Receiver operator curve depicting 14 min cutoff point from NSD to inappropriate shock delivery in the ALTITUDE-REDUCES Study.

Discussion

In this analysis of data from INTRINSIC RV, NSD episodes detected by the ICD served as a marker for the subsequent delivery of inappropriate shock therapy. This finding represents the first attempt, to date, to identify a specific variable that can predict which patients are about to receive an inappropriate ICD shock.

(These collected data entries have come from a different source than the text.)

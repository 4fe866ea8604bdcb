//! Report export.

use super::Stats;

impl Stats {
    /// Export to JSON.
    pub fn to_json(&self) -> Result<String, serde_json::Error> {
        serde_json::to_string_pretty(self)
    }

    /// Daily series as CSV.
    pub fn daily_csv(&self) -> String {
        let mut csv = String::from("date,orders,revenue\n");
        for point in &self.daily_orders {
            csv.push_str(&format!(
                "{},{},{}\n",
                point.date.format("%Y-%m-%d"),
                point.orders,
                point.revenue
            ));
        }
        csv
    }

    /// Collector performance as CSV.
    pub fn collectors_csv(&self) -> String {
        let mut csv = String::from("collector_id,name,orders_handled,completed,efficiency\n");
        for perf in &self.collector_performance {
            csv.push_str(&format!(
                "{},{},{},{},{:.1}\n",
                escape_csv(&perf.collector_id),
                escape_csv(&perf.name),
                perf.orders_handled,
                perf.completed,
                perf.efficiency,
            ));
        }
        csv
    }
}

/// Escape a string for CSV output.
fn escape_csv(s: &str) -> String {
    if s.contains(',') || s.contains('"') || s.contains('\n') {
        format!("\"{}\"", s.replace('"', "\"\""))
    } else {
        s.to_string()
    }
}
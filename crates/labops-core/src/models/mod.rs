//! Domain models for the lab-operations core.

mod catalog;
mod collector;
mod event;
mod order;
mod patient;
mod result;

pub use catalog::*;
pub use collector::*;
pub use event::*;
pub use order::*;
pub use patient::*;
pub use result::*;

use chrono::{DateTime, SubsecRound, Utc};

/// Current time truncated to the precision the store persists (microseconds),
/// so an entity compares equal before and after a round trip.
pub fn timestamp_now() -> DateTime<Utc> {
    Utc::now().trunc_subsecs(6)
}
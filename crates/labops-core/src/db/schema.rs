//! SQLite schema definition.

/// Complete database schema for the lab-operations store.
pub const SCHEMA: &str = r#"
-- Enable foreign keys
PRAGMA foreign_keys = ON;

-- ============================================================================
-- Patients
-- ============================================================================

CREATE TABLE IF NOT EXISTS patients (
    id TEXT PRIMARY KEY,
    name TEXT NOT NULL,
    national_id TEXT NOT NULL UNIQUE,
    phone TEXT NOT NULL,
    address TEXT NOT NULL,
    created_at TEXT NOT NULL,
    updated_at TEXT NOT NULL
);

CREATE INDEX IF NOT EXISTS idx_patients_name ON patients(name);

-- ============================================================================
-- Lab Service Catalog (reference data)
-- ============================================================================

CREATE TABLE IF NOT EXISTS lab_services (
    id INTEGER PRIMARY KEY,
    code TEXT NOT NULL UNIQUE,
    name TEXT NOT NULL,
    category TEXT NOT NULL,
    price INTEGER NOT NULL CHECK (price >= 0),
    sample_type TEXT NOT NULL,
    reference_range TEXT,
    unit TEXT,
    active INTEGER NOT NULL DEFAULT 1
);

-- ============================================================================
-- Collectors
-- ============================================================================

CREATE TABLE IF NOT EXISTS collectors (
    id TEXT PRIMARY KEY,
    name TEXT NOT NULL,
    phone TEXT NOT NULL,
    status TEXT NOT NULL CHECK (status IN ('available', 'busy', 'offline')),
    is_active INTEGER NOT NULL DEFAULT 1,
    lat REAL,
    lng REAL,
    location_updated_at TEXT,
    created_at TEXT NOT NULL,
    updated_at TEXT NOT NULL,
    version INTEGER NOT NULL DEFAULT 1
);

CREATE INDEX IF NOT EXISTS idx_collectors_status ON collectors(status);

-- ============================================================================
-- Lab Orders
-- ============================================================================

CREATE TABLE IF NOT EXISTS lab_orders (
    id TEXT PRIMARY KEY,
    order_number TEXT NOT NULL UNIQUE,
    patient_id TEXT NOT NULL REFERENCES patients(id),
    collector_id TEXT REFERENCES collectors(id),
    lines TEXT NOT NULL DEFAULT '[]',            -- JSON array of OrderServiceLine
    total_amount INTEGER NOT NULL,
    scheduled_date TEXT,                         -- YYYY-MM-DD
    time_slot TEXT,
    collection_address TEXT NOT NULL,
    priority TEXT NOT NULL DEFAULT 'normal',
    notes TEXT,
    status TEXT NOT NULL CHECK (status IN (
        'registered', 'collection_scheduled', 'collected',
        'processing', 'completed', 'delivered', 'cancelled'
    )),
    created_at TEXT NOT NULL,                    -- fixed-width RFC 3339, sorts as time
    updated_at TEXT NOT NULL,
    version INTEGER NOT NULL DEFAULT 1
);

CREATE INDEX IF NOT EXISTS idx_orders_status ON lab_orders(status);
CREATE INDEX IF NOT EXISTS idx_orders_collector ON lab_orders(collector_id, status);
CREATE INDEX IF NOT EXISTS idx_orders_patient ON lab_orders(patient_id);
CREATE INDEX IF NOT EXISTS idx_orders_created ON lab_orders(created_at);

-- ============================================================================
-- Test Results (one per order/service pair)
-- ============================================================================

CREATE TABLE IF NOT EXISTS test_results (
    id TEXT PRIMARY KEY,
    order_id TEXT NOT NULL REFERENCES lab_orders(id),
    service_id INTEGER NOT NULL,
    value TEXT NOT NULL,
    normal_range TEXT,
    unit TEXT,
    status TEXT NOT NULL CHECK (status IN ('pending', 'completed', 'reviewed', 'validated')),
    notes TEXT,
    created_at TEXT NOT NULL,
    updated_at TEXT NOT NULL,
    version INTEGER NOT NULL DEFAULT 1,
    UNIQUE (order_id, service_id)
);

-- ============================================================================
-- Order History (Append-Only, hash-chained per order)
-- ============================================================================

CREATE TABLE IF NOT EXISTS order_events (
    order_id TEXT NOT NULL REFERENCES lab_orders(id),
    sequence INTEGER NOT NULL CHECK (sequence >= 1),
    kind TEXT NOT NULL,                          -- JSON OrderEventKind
    recorded_at TEXT NOT NULL,
    prev_hash TEXT,
    hash TEXT NOT NULL,
    PRIMARY KEY (order_id, sequence)
);

CREATE TRIGGER IF NOT EXISTS order_events_no_update BEFORE UPDATE ON order_events
BEGIN
    SELECT RAISE(ABORT, 'Order history is append-only');
END;

CREATE TRIGGER IF NOT EXISTS order_events_no_delete BEFORE DELETE ON order_events
BEGIN
    SELECT RAISE(ABORT, 'Order history is append-only');
END;
"#;
#[uniffi::export]
impl LabOpsCore {
    // =========================================================================
    // Catalog Operations
    // =========================================================================

    /// Add a lab service to the catalog.
    pub fn add_service(&self, service: FfiLabService) -> Result<(), LabOpsError> {
        let db = self.db.lock()?;
        db.insert_service(&service.into())?;
        Ok(())
    }

    /// List catalog services.
    pub fn list_services(&self, active_only: bool) -> Result<Vec<FfiLabService>, LabOpsError> {
        let db = self.db.lock()?;
        let services = db.list_catalog(active_only)?;
        Ok(services.into_iter().map(|s| s.into()).collect())
    }

    /// Typo-tolerant search over active services.
    pub fn search_services(
        &self,
        query: String,
        limit: u32,
    ) -> Result<Vec<FfiServiceMatch>, LabOpsError> {
        let db = self.db.lock()?;
        let matches = CatalogSearch::new(&*db).search(&query, limit as usize)?;
        Ok(matches.into_iter().map(|m| m.into()).collect())
    }

    // =========================================================================
    // Patient Operations
    // =========================================================================

    /// Create a new patient.
    pub fn create_patient(
        &self,
        name: String,
        national_id: String,
        phone: String,
        address: String,
    ) -> Result<FfiPatient, LabOpsError> {
        if name.trim().is_empty() || national_id.trim().is_empty() {
            return Err(LabOpsError::Validation(
                "patient name and national ID are required".into(),
            ));
        }
        let db = self.db.lock()?;
        let patient = Patient::new(name, national_id, phone, address);
        db.insert_patient(&patient)?;
        Ok(patient.into())
    }

    /// Get a patient by ID.
    pub fn get_patient(&self, patient_id: String) -> Result<Option<FfiPatient>, LabOpsError> {
        let db = self.db.lock()?;
        let patient = db.get_patient(&patient_id)?;
        Ok(patient.map(|p| p.into()))
    }

    /// Search patients by name prefix or exact national ID.
    pub fn search_patients(&self, query: String, limit: u32) -> Result<Vec<FfiPatient>, LabOpsError> {
        let db = self.db.lock()?;
        let patients = db.search_patients(&query, limit as usize)?;
        Ok(patients.into_iter().map(|p| p.into()).collect())
    }

    /// Update a patient's phone and address.
    pub fn update_patient_contact(
        &self,
        patient_id: String,
        phone: String,
        address: String,
    ) -> Result<(), LabOpsError> {
        let db = self.db.lock()?;
        if !db.update_patient_contact(&patient_id, &phone, &address)? {
            return Err(LabOpsError::NotFound(format!("Patient not found: {}", patient_id)));
        }
        Ok(())
    }

    // =========================================================================
    // Collector Operations
    // =========================================================================

    /// Register a new collector.
    pub fn register_collector(&self, name: String, phone: String) -> Result<FfiCollector, LabOpsError> {
        let db = self.db.lock()?;
        let collector = self.tracker(&db).register_collector(name, phone)?;
        Ok(collector.into())
    }

    /// List collectors, optionally by status.
    pub fn list_collectors(&self, status: Option<String>) -> Result<Vec<FfiCollector>, LabOpsError> {
        let filter = CollectorFilter {
            status: status.as_deref().map(parse_field).transpose()?,
            active_only: false,
        };
        let db = self.db.lock()?;
        let collectors = self.tracker(&db).list_collectors(&filter)?;
        Ok(collectors.into_iter().map(|c| c.into()).collect())
    }

    /// Set a collector's availability, optionally with a position fix.
    pub fn set_collector_status(
        &self,
        collector_id: String,
        status: String,
        location: Option<FfiGeoPoint>,
        force_release: bool,
    ) -> Result<FfiCollector, LabOpsError> {
        let status: CollectorStatus = parse_field(&status)?;
        let db = self.db.lock()?;
        let collector = self.tracker(&db).set_collector_status(
            &collector_id,
            status,
            location.map(Into::into),
            force_release,
        )?;
        Ok(collector.into())
    }

    /// Activate or deactivate a collector.
    pub fn set_collector_active(
        &self,
        collector_id: String,
        active: bool,
    ) -> Result<FfiCollector, LabOpsError> {
        let db = self.db.lock()?;
        let collector = self.tracker(&db).set_collector_active(&collector_id, active)?;
        Ok(collector.into())
    }

    /// Assign a collector to a registered order.
    pub fn assign_order(&self, order_id: String, collector_id: String) -> Result<FfiLabOrder, LabOpsError> {
        let db = self.db.lock()?;
        let order = self.tracker(&db).assign_order(&order_id, &collector_id)?;
        Ok(order.into())
    }

    // =========================================================================
    // Order Operations
    // =========================================================================

    /// Register a new order.
    pub fn register_order(&self, order: FfiNewOrder) -> Result<FfiLabOrder, LabOpsError> {
        let new_order = NewOrder::try_from(order)?;
        let db = self.db.lock()?;
        let order = self.lifecycle(&db).register_order(new_order)?;
        Ok(order.into())
    }

    /// Get an order by ID.
    pub fn get_order(&self, order_id: String) -> Result<FfiLabOrder, LabOpsError> {
        let db = self.db.lock()?;
        let order = self.lifecycle(&db).get_order(&order_id)?;
        Ok(order.into())
    }

    /// List orders, optionally by status.
    pub fn list_orders(&self, status: Option<String>) -> Result<Vec<FfiLabOrder>, LabOpsError> {
        let filter = match status {
            Some(status) => OrderFilter::with_status(parse_field(&status)?),
            None => OrderFilter::all(),
        };
        let db = self.db.lock()?;
        let orders = self.lifecycle(&db).list_orders(&filter)?;
        Ok(orders.into_iter().map(|o| o.into()).collect())
    }

    /// Move an order to a target status.
    pub fn transition_order(&self, order_id: String, target: String) -> Result<FfiLabOrder, LabOpsError> {
        let target: OrderStatus = parse_field(&target)?;
        let db = self.db.lock()?;
        let order = self.lifecycle(&db).transition(&order_id, target)?;
        Ok(order.into())
    }

    /// Move an order one lifecycle step forward.
    pub fn advance_order(&self, order_id: String) -> Result<FfiLabOrder, LabOpsError> {
        let db = self.db.lock()?;
        let order = self.lifecycle(&db).advance(&order_id)?;
        Ok(order.into())
    }

    /// Cancel an order.
    pub fn cancel_order(&self, order_id: String) -> Result<FfiLabOrder, LabOpsError> {
        let db = self.db.lock()?;
        let order = self.lifecycle(&db).cancel(&order_id)?;
        Ok(order.into())
    }

    /// Deliver every completed order in the list, reporting per order.
    pub fn bulk_deliver(&self, order_ids: Vec<String>) -> Result<Vec<FfiDeliveryOutcome>, LabOpsError> {
        let db = self.db.lock()?;
        let report = self.lifecycle(&db).bulk_deliver(&order_ids);
        Ok(report.items.into_iter().map(|i| i.into()).collect())
    }

    /// Re-check an order's hash-chained history.
    pub fn verify_order_history(&self, order_id: String) -> Result<FfiHistoryVerification, LabOpsError> {
        let db = self.db.lock()?;
        let verification = self.lifecycle(&db).verify_history(&order_id)?;
        Ok(verification.into())
    }

    // =========================================================================
    // Result Operations
    // =========================================================================

    /// Create or update the result of one service line.
    pub fn record_result(
        &self,
        order_id: String,
        service_id: i64,
        payload: FfiResultPayload,
    ) -> Result<FfiTestResult, LabOpsError> {
        let payload = ResultPayload::try_from(payload)?;
        let db = self.db.lock()?;
        let result = ResultRecorder::new(&*db).record_result(&order_id, service_id, payload)?;
        Ok(result.into())
    }

    /// All results of an order.
    pub fn list_results(&self, order_id: String) -> Result<Vec<FfiTestResult>, LabOpsError> {
        let db = self.db.lock()?;
        let results = ResultRecorder::new(&*db).list_results(&order_id)?;
        Ok(results.into_iter().map(|r| r.into()).collect())
    }

    // =========================================================================
    // Analytics Operations
    // =========================================================================

    /// Statistics for the last `days` days (configured default when absent).
    pub fn compute_stats(&self, days: Option<u32>) -> Result<FfiStats, LabOpsError> {
        Ok(self.stats(days)?.into())
    }

    /// Statistics as JSON.
    pub fn export_stats_json(&self, days: Option<u32>) -> Result<String, LabOpsError> {
        Ok(self.stats(days)?.to_json()?)
    }

    /// Daily order series as CSV.
    pub fn export_daily_csv(&self, days: Option<u32>) -> Result<String, LabOpsError> {
        Ok(self.stats(days)?.daily_csv())
    }
}
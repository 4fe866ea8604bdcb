//! Operational analytics.
//!
//! [`compute_stats`] is a pure function over an order and collector snapshot.
//! [`snapshot`] reads that snapshot through the store; reports tolerate the
//! snapshot being a moment stale.

mod export;

use std::collections::BTreeMap;

use chrono::{DateTime, Duration, NaiveDate, Utc};
use serde::{Deserialize, Serialize};
use tracing::debug;

use crate::error::CoreResult;
use crate::models::{Collector, LabOrder, OrderStatus};
use crate::store::{CollectorFilter, EntityStore, OrderFilter};

/// Longest daily series a report carries.
pub const MAX_DAILY_POINTS: u32 = 30;

/// Reporting window: `[end - days, end]`, both ends inclusive.
#[derive(Debug, Clone, Copy, PartialEq, Eq, Serialize, Deserialize)]
pub struct DateRange {
    pub end: DateTime<Utc>,
    pub days: u32,
}

impl DateRange {
    pub fn last_days(end: DateTime<Utc>, days: u32) -> Self {
        Self { end, days }
    }

    /// Window start; windows reaching past the earliest representable time
    /// start there.
    pub fn start(&self) -> DateTime<Utc> {
        self.end
            .checked_sub_signed(Duration::days(i64::from(self.days)))
            .unwrap_or(DateTime::<Utc>::MIN_UTC)
    }

    pub fn contains(&self, ts: DateTime<Utc>) -> bool {
        ts >= self.start() && ts <= self.end
    }

    /// Calendar days of the daily series, oldest first, ending on `end`'s day.
    pub fn series_days(&self) -> Vec<NaiveDate> {
        let last = self.end.date_naive();
        let count = self.days.min(MAX_DAILY_POINTS);
        (0..count)
            .rev()
            .filter_map(|back| last.checked_sub_signed(Duration::days(i64::from(back))))
            .collect()
    }
}

#[derive(Debug, Clone, PartialEq, Serialize, Deserialize)]
pub struct StatusCount {
    pub status: OrderStatus,
    pub count: usize,
}

#[derive(Debug, Clone, PartialEq, Serialize, Deserialize)]
pub struct DailyPoint {
    pub date: NaiveDate,
    pub orders: usize,
    pub revenue: i64,
}

#[derive(Debug, Clone, PartialEq, Serialize, Deserialize)]
pub struct CollectorPerformance {
    pub collector_id: String,
    pub name: String,
    /// In-window orders assigned to this collector
    pub orders_handled: usize,
    /// Of those, delivered
    pub completed: usize,
    /// `completed / orders_handled * 100`, 0 without orders
    pub efficiency: f64,
}

/// Usage of one catalog service across in-window orders.
#[derive(Debug, Clone, PartialEq, Serialize, Deserialize)]
pub struct ServiceUsage {
    pub service_id: i64,
    pub service_name: String,
    /// Orders carrying this service
    pub orders: usize,
    pub quantity: u64,
    pub revenue: i64,
}

/// Operational statistics for one window.
#[derive(Debug, Clone, PartialEq, Serialize, Deserialize)]
pub struct Stats {
    pub window: DateRange,
    pub total_orders: usize,
    pub delivered_orders: usize,
    /// Percentage of in-window orders delivered
    pub completion_rate: f64,
    pub total_revenue: i64,
    pub avg_order_value: f64,
    /// Every status, zero-filled; counts sum to `total_orders`
    pub status_distribution: Vec<StatusCount>,
    pub daily_orders: Vec<DailyPoint>,
    pub collector_performance: Vec<CollectorPerformance>,
    pub service_breakdown: Vec<ServiceUsage>,
}

impl Stats {
    pub fn count_for(&self, status: OrderStatus) -> usize {
        self.status_distribution
            .iter()
            .find(|s| s.status == status)
            .map_or(0, |s| s.count)
    }
}

fn percentage(part: usize, whole: usize) -> f64 {
    if whole == 0 {
        0.0
    } else {
        part as f64 / whole as f64 * 100.0
    }
}

/// Compute window statistics from an order and collector snapshot.
pub fn compute_stats(orders: &[LabOrder], collectors: &[Collector], window: &DateRange) -> Stats {
    let in_window: Vec<&LabOrder> = orders
        .iter()
        .filter(|o| window.contains(o.created_at))
        .collect();

    let total_orders = in_window.len();
    let delivered_orders = in_window
        .iter()
        .filter(|o| o.status == OrderStatus::Delivered)
        .count();
    let total_revenue: i64 = in_window.iter().map(|o| o.total_amount).sum();
    let avg_order_value = if total_orders == 0 {
        0.0
    } else {
        total_revenue as f64 / total_orders as f64
    };

    let status_distribution = OrderStatus::ALL
        .iter()
        .map(|&status| StatusCount {
            status,
            count: in_window.iter().filter(|o| o.status == status).count(),
        })
        .collect();

    let daily_orders = window
        .series_days()
        .into_iter()
        .map(|date| {
            let same_day = in_window.iter().filter(|o| o.created_at.date_naive() == date);
            let (orders, revenue) =
                same_day.fold((0, 0), |(n, sum), o| (n + 1, sum + o.total_amount));
            DailyPoint {
                date,
                orders,
                revenue,
            }
        })
        .collect();

    let collector_performance = collectors
        .iter()
        .map(|collector| {
            let handled: Vec<&&LabOrder> = in_window
                .iter()
                .filter(|o| o.collector_id.as_deref() == Some(collector.id.as_str()))
                .collect();
            let completed = handled
                .iter()
                .filter(|o| o.status == OrderStatus::Delivered)
                .count();
            CollectorPerformance {
                collector_id: collector.id.clone(),
                name: collector.name.clone(),
                orders_handled: handled.len(),
                completed,
                efficiency: percentage(completed, handled.len()),
            }
        })
        .collect();

    let mut usage: BTreeMap<i64, ServiceUsage> = BTreeMap::new();
    for order in &in_window {
        for line in &order.lines {
            let entry = usage.entry(line.service_id).or_insert_with(|| ServiceUsage {
                service_id: line.service_id,
                service_name: line.service_name.clone(),
                orders: 0,
                quantity: 0,
                revenue: 0,
            });
            entry.orders += 1;
            entry.quantity += u64::from(line.quantity);
            entry.revenue += line.line_total();
        }
    }
    let mut service_breakdown: Vec<ServiceUsage> = usage.into_values().collect();
    // Stable sort keeps ascending service id among equal counts.
    service_breakdown.sort_by(|a, b| b.orders.cmp(&a.orders));

    Stats {
        window: *window,
        total_orders,
        delivered_orders,
        completion_rate: percentage(delivered_orders, total_orders),
        total_revenue,
        avg_order_value,
        status_distribution,
        daily_orders,
        collector_performance,
        service_breakdown,
    }
}

/// Read the window's orders and all collectors from the store and compute stats.
pub fn snapshot<S: EntityStore>(store: &S, window: &DateRange) -> CoreResult<Stats> {
    let orders = store.list_orders(&OrderFilter::created_between(window.start(), window.end))?;
    let collectors = store.list_collectors(&CollectorFilter::all())?;
    debug!(
        orders = orders.len(),
        collectors = collectors.len(),
        days = window.days,
        "Computing stats"
    );
    Ok(compute_stats(&orders, &collectors, window))
}

#[cfg(test)]
mod tests {
    use super::*;
    use crate::models::OrderServiceLine;
    use chrono::TimeZone;

    fn at(y: i32, m: u32, d: u32, h: u32) -> DateTime<Utc> {
        Utc.with_ymd_and_hms(y, m, d, h, 0, 0).unwrap()
    }

    fn order(amount: i64, status: OrderStatus, created_at: DateTime<Utc>) -> LabOrder {
        let mut order = LabOrder::new(
            "LAB".into(),
            "patient".into(),
            vec![OrderServiceLine {
                service_id: 1,
                service_name: "CBC".into(),
                quantity: 1,
                price: amount,
            }],
            "addr".into(),
        );
        order.status = status;
        order.created_at = created_at;
        order
    }

    #[test]
    fn test_empty_set() {
        let window = DateRange::last_days(at(2024, 3, 10, 12), 7);
        let stats = compute_stats(&[], &[], &window);
        assert_eq!(stats.total_orders, 0);
        assert_eq!(stats.completion_rate, 0.0);
        assert_eq!(stats.avg_order_value, 0.0);
        assert_eq!(stats.status_distribution.len(), 7);
        assert!(stats.status_distribution.iter().all(|s| s.count == 0));
        assert_eq!(stats.daily_orders.len(), 7);
    }

    #[test]
    fn test_seven_day_window_figures() {
        let end = at(2024, 3, 10, 12);
        let window = DateRange::last_days(end, 7);
        let orders = vec![
            order(100, OrderStatus::Delivered, at(2024, 3, 9, 8)),
            order(200, OrderStatus::Delivered, at(2024, 3, 9, 9)),
            order(300, OrderStatus::Delivered, at(2024, 3, 5, 9)),
            order(50, OrderStatus::Registered, at(2024, 3, 10, 11)),
            // Outside the window on either side
            order(9_999, OrderStatus::Delivered, at(2024, 3, 1, 9)),
            order(9_999, OrderStatus::Delivered, at(2024, 3, 10, 13)),
        ];

        let stats = compute_stats(&orders, &[], &window);
        assert_eq!(stats.total_orders, 4);
        assert_eq!(stats.completion_rate, 75.0);
        assert_eq!(stats.total_revenue, 650);
        assert_eq!(stats.avg_order_value, 162.5);
        assert_eq!(stats.count_for(OrderStatus::Delivered), 3);
        assert_eq!(stats.count_for(OrderStatus::Registered), 1);
        assert_eq!(stats.count_for(OrderStatus::Processing), 0);

        let sum: usize = stats.status_distribution.iter().map(|s| s.count).sum();
        assert_eq!(sum, stats.total_orders);
    }

    #[test]
    fn test_window_lower_bound_inclusive() {
        let end = at(2024, 3, 10, 12);
        let window = DateRange::last_days(end, 7);
        let orders = vec![
            order(10, OrderStatus::Registered, window.start()),
            order(10, OrderStatus::Registered, window.start() - Duration::microseconds(1)),
        ];
        assert_eq!(compute_stats(&orders, &[], &window).total_orders, 1);
    }

    #[test]
    fn test_daily_series_oldest_first() {
        let end = at(2024, 3, 10, 12);
        let window = DateRange::last_days(end, 3);
        let orders = vec![
            order(100, OrderStatus::Registered, at(2024, 3, 8, 13)),
            order(200, OrderStatus::Registered, at(2024, 3, 10, 1)),
            order(300, OrderStatus::Registered, at(2024, 3, 10, 2)),
        ];

        let stats = compute_stats(&orders, &[], &window);
        let days: Vec<NaiveDate> = stats.daily_orders.iter().map(|p| p.date).collect();
        assert_eq!(
            days,
            vec![
                NaiveDate::from_ymd_opt(2024, 3, 8).unwrap(),
                NaiveDate::from_ymd_opt(2024, 3, 9).unwrap(),
                NaiveDate::from_ymd_opt(2024, 3, 10).unwrap(),
            ]
        );
        assert_eq!(stats.daily_orders[0].orders, 1);
        assert_eq!(stats.daily_orders[1].orders, 0);
        assert_eq!(stats.daily_orders[2].orders, 2);
        assert_eq!(stats.daily_orders[2].revenue, 500);
    }

    #[test]
    fn test_daily_series_capped() {
        let window = DateRange::last_days(at(2024, 3, 10, 12), 90);
        let stats = compute_stats(&[], &[], &window);
        assert_eq!(stats.daily_orders.len(), MAX_DAILY_POINTS as usize);
        assert_eq!(
            stats.daily_orders.last().map(|p| p.date),
            NaiveDate::from_ymd_opt(2024, 3, 10)
        );
    }

    #[test]
    fn test_widest_window_clamps_start() {
        let window = DateRange::last_days(at(2024, 3, 10, 12), u32::MAX);
        assert_eq!(window.start(), DateTime::<Utc>::MIN_UTC);
        assert!(window.contains(at(1970, 1, 1, 0)));

        let stats = compute_stats(&[order(50, OrderStatus::Registered, at(2001, 6, 1, 8))], &[], &window);
        assert_eq!(stats.total_orders, 1);
        assert_eq!(stats.daily_orders.len(), MAX_DAILY_POINTS as usize);
    }

    #[test]
    fn test_snapshot_with_widest_window() {
        let db = crate::db::Database::open_in_memory().unwrap();
        let stats = snapshot(&db, &DateRange::last_days(Utc::now(), u32::MAX)).unwrap();
        assert_eq!(stats.total_orders, 0);
        assert_eq!(stats.completion_rate, 0.0);
    }

    #[test]
    fn test_idle_collector_still_reported() {
        let window = DateRange::last_days(at(2024, 3, 10, 12), 7);
        let busy = Collector::new("Reza".into(), "0912".into());
        let idle = Collector::new("Nima".into(), "0935".into());

        let mut delivered = order(100, OrderStatus::Delivered, at(2024, 3, 9, 8));
        delivered.collector_id = Some(busy.id.clone());
        let mut collected = order(100, OrderStatus::Collected, at(2024, 3, 9, 9));
        collected.collector_id = Some(busy.id.clone());

        let stats = compute_stats(&[delivered, collected], &[busy.clone(), idle.clone()], &window);
        assert_eq!(stats.collector_performance.len(), 2);

        let perf = &stats.collector_performance[0];
        assert_eq!(perf.collector_id, busy.id);
        assert_eq!(perf.orders_handled, 2);
        assert_eq!(perf.completed, 1);
        assert_eq!(perf.efficiency, 50.0);

        let perf = &stats.collector_performance[1];
        assert_eq!(perf.collector_id, idle.id);
        assert_eq!(perf.orders_handled, 0);
        assert_eq!(perf.efficiency, 0.0);
    }

    #[test]
    fn test_service_breakdown() {
        let window = DateRange::last_days(at(2024, 3, 10, 12), 7);
        let mut two_lines = order(100, OrderStatus::Registered, at(2024, 3, 9, 8));
        two_lines.lines.push(OrderServiceLine {
            service_id: 7,
            service_name: "FBS".into(),
            quantity: 3,
            price: 20,
        });
        let one_line = order(100, OrderStatus::Registered, at(2024, 3, 9, 9));

        let stats = compute_stats(&[two_lines, one_line], &[], &window);
        assert_eq!(stats.service_breakdown.len(), 2);
        assert_eq!(stats.service_breakdown[0].service_id, 1);
        assert_eq!(stats.service_breakdown[0].orders, 2);
        assert_eq!(stats.service_breakdown[0].revenue, 200);
        assert_eq!(stats.service_breakdown[1].quantity, 3);
        assert_eq!(stats.service_breakdown[1].revenue, 60);
    }
}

Inappropriate (‘unnecessary’) therapy remains one of the most critical issues, and deterrents, when considering ICD implantation and programming. Not only do such shocks cause pain and adversely affect the quality of life, but they can be pro-arrhythmic, drain ICD battery, and be potentially life-threatening. Recent data from the ALTITUDE Study showed that patients with ICDs who received their first shock appropriately for ventricular rhythms or inappropriately for atrial fibrillation had an increased risk of death (compared with no shock). Inappropriate shocks for sinus tachycardia, noise, artifact, or oversensing were not associated with survival.23 Unnecessary shocks may also be delivered for episodes of otherwise self-terminating VT.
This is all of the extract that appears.